When the string "errors" occurs in a line of the records, show that line.

:::

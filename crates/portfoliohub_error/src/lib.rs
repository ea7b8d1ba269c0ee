//! Error types for PortfolioHub.
//!
//! This crate provides the foundation error types used throughout the PortfolioHub workspace.
//!
//! # Error Hierarchy
//!
//! All errors follow the `ErrorKind` + wrapper struct pattern:
//! - `*ErrorKind` enum defines specific error conditions
//! - `*Error` struct wraps the kind with source location tracking
//! - All errors use `#[track_caller]` for automatic location capture
//!
//! # Examples
//!
//! ```
//! use portfoliohub_error::{HubResult, LedgerError, LedgerErrorKind};
//!
//! fn spend() -> HubResult<()> {
//!     Err(LedgerError::new(LedgerErrorKind::InsufficientCredits {
//!         required: 4,
//!         available: 1,
//!     }))?
//! }
//!
//! let err = spend().unwrap_err();
//! assert!(err.user_message().contains("Insufficient credits"));
//! ```

#![forbid(unsafe_code)]
#![warn(missing_docs)]

mod auth;
mod config;
mod error;
mod ledger;
mod moderation;
mod permission;
mod store;
mod validation;

pub use auth::{AuthError, AuthErrorKind};
pub use config::ConfigError;
pub use error::{HubError, HubErrorKind, HubResult};
pub use ledger::{LedgerError, LedgerErrorKind};
pub use moderation::{ModerationError, ModerationErrorKind};
pub use permission::{PermissionError, PermissionErrorKind};
pub use store::{StoreError, StoreErrorKind};
pub use validation::{ValidationError, ValidationErrorKind};
//! Keyed document map with snapshot publication.

use portfoliohub_error::{HubResult, StoreError, StoreErrorKind};
use portfoliohub_interface::Snapshot;
use std::collections::BTreeMap;
use std::sync::Arc;
use tokio::sync::{RwLock, watch};

#[derive(Debug)]
pub(crate) struct Collection<K, V> {
    name: &'static str,
    docs: RwLock<BTreeMap<K, V>>,
    tx: watch::Sender<Snapshot<V>>,
}

impl<K, V> Collection<K, V>
where
    K: Ord + Clone + ToString,
    V: Clone,
{
    pub(crate) fn new(name: &'static str) -> Self {
        let (tx, _rx) = watch::channel(Arc::new(Vec::new()));
        Self {
            name,
            docs: RwLock::new(BTreeMap::new()),
            tx,
        }
    }

    pub(crate) fn name(&self) -> &'static str {
        self.name
    }

    pub(crate) async fn get(&self, key: &K) -> Option<V> {
        self.docs.read().await.get(key).cloned()
    }

    pub(crate) async fn all(&self) -> Vec<V> {
        self.docs.read().await.values().cloned().collect()
    }

    pub(crate) async fn filter(&self, keep: impl Fn(&V) -> bool) -> Vec<V> {
        self.docs
            .read()
            .await
            .values()
            .filter(|doc| keep(doc))
            .cloned()
            .collect()
    }

    pub(crate) async fn insert_new(&self, key: K, doc: V) -> HubResult<()> {
        let mut docs = self.docs.write().await;
        if docs.contains_key(&key) {
            return Err(StoreError::new(StoreErrorKind::Conflict {
                collection: self.name.to_string(),
                id: key.to_string(),
            })
            .into());
        }
        docs.insert(key, doc);
        self.publish(&docs);
        Ok(())
    }

    /// Run `edit` on a copy of the document and commit it only if `edit` succeeds.
    ///
    /// Returns `Ok(None)` when the document does not exist.
    pub(crate) async fn modify<R>(
        &self,
        key: &K,
        edit: impl FnOnce(&mut V) -> HubResult<R>,
    ) -> HubResult<Option<R>> {
        let mut docs = self.docs.write().await;
        let Some(current) = docs.get(key) else {
            return Ok(None);
        };
        let mut next = current.clone();
        let out = edit(&mut next)?;
        docs.insert(key.clone(), next);
        self.publish(&docs);
        Ok(Some(out))
    }

    /// Like [`Collection::modify`], but leaves the document untouched and
    /// unpublished when `applies` rejects it.
    ///
    /// Returns `Ok(None)` when the document does not exist and
    /// `Ok(Some(None))` when `applies` returned false.
    pub(crate) async fn modify_when<R>(
        &self,
        key: &K,
        applies: impl FnOnce(&V) -> bool,
        edit: impl FnOnce(&mut V) -> HubResult<R>,
    ) -> HubResult<Option<Option<R>>> {
        let mut docs = self.docs.write().await;
        let Some(current) = docs.get(key) else {
            return Ok(None);
        };
        if !applies(current) {
            return Ok(Some(None));
        }
        let mut next = current.clone();
        let out = edit(&mut next)?;
        docs.insert(key.clone(), next);
        self.publish(&docs);
        Ok(Some(Some(out)))
    }

    pub(crate) async fn remove(&self, key: &K) -> Option<V> {
        let mut docs = self.docs.write().await;
        let removed = docs.remove(key);
        if removed.is_some() {
            self.publish(&docs);
        }
        removed
    }

    pub(crate) fn subscribe(&self) -> watch::Receiver<Snapshot<V>> {
        self.tx.subscribe()
    }

    fn publish(&self, docs: &BTreeMap<K, V>) {
        self.tx
            .send_replace(Arc::new(docs.values().cloned().collect()));
    }
}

:::

Answer to this task ▸
//! All errors follow the `ErrorKind` + wrapper struct pattern:
//! - All errors use `#[track_caller]` for automatic location capture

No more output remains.